- ACTIVITY
From the entries below, return exactly the lines beginning at the one that contains "let half = frames.len() as f64 / 2.0;" and ending at the one that contains "let Some(frame) = frame", both of them included, and only those lines.

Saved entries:
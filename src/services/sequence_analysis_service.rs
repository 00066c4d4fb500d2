use ndarray::{s, Array1};
use statrs::statistics::Statistics;
use std::collections::BTreeMap;
use tracing::debug;

use crate::config::SequenceWeights;
use crate::models::{
    Feedback, Joint, LandmarkFrame, Point, SequenceMetrics, SequenceSummary, Trajectory,
    TRACKED_JOINTS,
};
use crate::services::keypoint_processor::mean_visibility;

/// Score returned when a metric has too little data
pub const NEUTRAL_METRIC: f64 = 50.0;

/// Joints whose visibility measures completeness
const COMPLETENESS_JOINTS: [Joint; 4] = [
    Joint::LeftWrist,
    Joint::RightWrist,
    Joint::LeftShoulder,
    Joint::RightShoulder,
];

/// Joints whose visibility ranks candidate representative frames
const REPRESENTATIVE_JOINTS: [Joint; 8] = [
    Joint::LeftWrist,
    Joint::RightWrist,
    Joint::LeftElbow,
    Joint::RightElbow,
    Joint::LeftShoulder,
    Joint::RightShoulder,
    Joint::LeftKnee,
    Joint::RightKnee,
];

/// Service computing temporal quality over a whole landmark sequence
///
/// Works on raw coordinates only; it never looks at frame scores.
#[derive(Debug, Clone)]
pub struct SequenceAnalysisService {
    weights: SequenceWeights,
}

impl SequenceAnalysisService {
    /// Create a new SequenceAnalysisService
    pub fn new(weights: SequenceWeights) -> Self {
        Self { weights }
    }

    /// Run every temporal metric over the sequence
    pub fn analyze(&self, frames: &[Option<LandmarkFrame>]) -> SequenceMetrics {
        let metrics = SequenceMetrics {
            smoothness: self.smoothness(frames),
            completeness: self.completeness(frames),
            consistency: self.consistency(frames),
            representative_frame_index: self.representative_frame(frames),
            trajectories: self.trajectories(frames),
        };

        debug!(
            "Sequence of {} frames: smoothness {:.1}, completeness {:.1}, consistency {:.1}, representative frame {}",
            frames.len(),
            metrics.smoothness,
            metrics.completeness,
            metrics.consistency,
            metrics.representative_frame_index
        );

        metrics
    }

    /// Frame-aligned x/y/visibility series for the tracked joints
    pub fn trajectories(&self, frames: &[Option<LandmarkFrame>]) -> BTreeMap<Joint, Trajectory> {
        TRACKED_JOINTS
            .iter()
            .map(|&joint| {
                let mut trajectory = Trajectory::with_capacity(frames.len());
                for frame in frames {
                    match frame.as_ref().and_then(|f| f.get(joint)) {
                        Some(landmark) => {
                            trajectory.x.push(Some(landmark.x));
                            trajectory.y.push(Some(landmark.y));
                            trajectory.visibility.push(landmark.visibility);
                        }
                        None => {
                            trajectory.x.push(None);
                            trajectory.y.push(None);
                            trajectory.visibility.push(0.0);
                        }
                    }
                }
                (joint, trajectory)
            })
            .collect()
    }

    /// Wrist motion smoothness on [0, 100]
    ///
    /// Penalizes the spread of frame-to-frame changes in wrist speed.
    pub fn smoothness(&self, frames: &[Option<LandmarkFrame>]) -> f64 {
        if frames.len() < 3 {
            return NEUTRAL_METRIC;
        }

        let scores: Vec<f64> = [Joint::LeftWrist, Joint::RightWrist]
            .iter()
            .filter_map(|&wrist| {
                let positions: Vec<Point> = frames
                    .iter()
                    .filter_map(|frame| frame.as_ref()?.get(wrist).map(|lm| lm.point()))
                    .filter(|point| point.x.is_finite() && point.y.is_finite())
                    .collect();
                wrist_smoothness(&positions)
            })
            .collect();

        if scores.is_empty() {
            NEUTRAL_METRIC
        } else {
            scores.iter().mean()
        }
    }

    /// Detection coverage and key-joint visibility on [0, 100]
    pub fn completeness(&self, frames: &[Option<LandmarkFrame>]) -> f64 {
        if frames.is_empty() {
            return 0.0;
        }

        let detected: Vec<&LandmarkFrame> = frames.iter().flatten().collect();
        let coverage = detected.len() as f64 / frames.len() as f64 * 100.0;

        let per_frame_visibility: Vec<f64> = detected
            .iter()
            .filter_map(|frame| mean_visibility(&frame.visibilities(&COMPLETENESS_JOINTS)))
            .collect();

        match mean_visibility(&per_frame_visibility) {
            Some(visibility) => (coverage + visibility * 100.0) / 2.0,
            None => coverage,
        }
    }

    /// Stability of left/right wrist symmetry on [0, 100]
    pub fn consistency(&self, frames: &[Option<LandmarkFrame>]) -> f64 {
        if frames.len() < 2 {
            return NEUTRAL_METRIC;
        }

        let symmetry: Vec<f64> = frames
            .iter()
            .flatten()
            .filter_map(|frame| {
                let left = frame.get(Joint::LeftWrist)?;
                let right = frame.get(Joint::RightWrist)?;
                Some((100.0 - (left.y - right.y).abs() * 200.0).max(0.0))
            })
            .collect();

        if symmetry.is_empty() {
            return NEUTRAL_METRIC;
        }

        let mean = symmetry.iter().mean();
        let spread = symmetry.iter().population_std_dev();
        (mean - spread * 0.5).clamp(0.0, 100.0)
    }

    /// Clearest frame, biased towards the middle of the clip; 0 when nothing was detected
    pub fn representative_frame(&self, frames: &[Option<LandmarkFrame>]) -> usize {
        let half = frames.len() as f64 / 2.0;
        let mut best: Option<(usize, f64)> = None;

        for (index, frame) in frames.iter().enumerate() {
            let Some(frame) = frame else { continue };
            let Some(visibility) = mean_visibility(&frame.visibilities(&REPRESENTATIVE_JOINTS))
            else {
                continue;
            };

            let center_bias = 1.0 - (index as f64 - half).abs() / half * 0.2;
            let score = visibility * center_bias;
            if score.is_nan() {
                continue;
            }
            if best.map_or(true, |(_, best_score)| score.total_cmp(&best_score).is_gt()) {
                best = Some((index, score));
            }
        }

        best.map_or(0, |(index, _)| index)
    }

    /// Weighted sequence aggregate with commentary per metric
    pub fn summarize(
        &self,
        metrics: &SequenceMetrics,
        frames: &[Option<LandmarkFrame>],
    ) -> SequenceSummary {
        let total_frames = frames.len();
        let valid_frames = frames.iter().flatten().count();

        let sequence_score = metrics.smoothness * self.weights.smoothness
            + metrics.completeness * self.weights.completeness
            + metrics.consistency * self.weights.consistency;

        let mut feedback = vec![Feedback::info(format!(
            "Analyzed {} frames, {} valid",
            total_frames, valid_frames
        ))];
        feedback.push(band(
            metrics.smoothness,
            "Motion is smooth",
            "Motion is somewhat choppy, keep it continuous",
            "Motion is not smooth, practice the fundamentals",
        ));
        feedback.push(band(
            metrics.completeness,
            "The whole motion was captured clearly",
            "Some frames were not detected clearly",
            "Motion is incomplete, keep your full body in frame throughout",
        ));
        feedback.push(band(
            metrics.consistency,
            "Motion is consistent",
            "Motion stability needs work",
            "Motion is unstable, keep your arms symmetric",
        ));

        SequenceSummary {
            sequence_score,
            smoothness: metrics.smoothness,
            completeness: metrics.completeness,
            consistency: metrics.consistency,
            total_frames,
            valid_frames,
            feedback,
        }
    }
}

/// Smoothness of one wrist path; `None` with fewer than three positions
fn wrist_smoothness(positions: &[Point]) -> Option<f64> {
    if positions.len() < 3 {
        return None;
    }

    let velocities: Array1<f64> = positions
        .windows(2)
        .map(|pair| pair[0].distance_to(&pair[1]))
        .collect();
    let accelerations = (&velocities.slice(s![1..]) - &velocities.slice(s![..-1])).mapv(f64::abs);
    let spread: f64 = accelerations.std(0.0);

    Some((100.0_f64 - spread * 1000.0).max(0.0))
}

fn band(value: f64, excellent: &str, fair: &str, poor: &str) -> Feedback {
    if value >= 80.0 {
        Feedback::affirmation(excellent)
    } else if value >= 60.0 {
        Feedback::suggestion(fair)
    } else {
        Feedback::correction(poor)
    }
}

- WRITTEN RESPONSE
        let half = frames.len() as f64 / 2.0;
        let mut best: Option<(usize, f64)> = None;

        for (index, frame) in frames.iter().enumerate() {
            let Some(frame) = frame else { continue };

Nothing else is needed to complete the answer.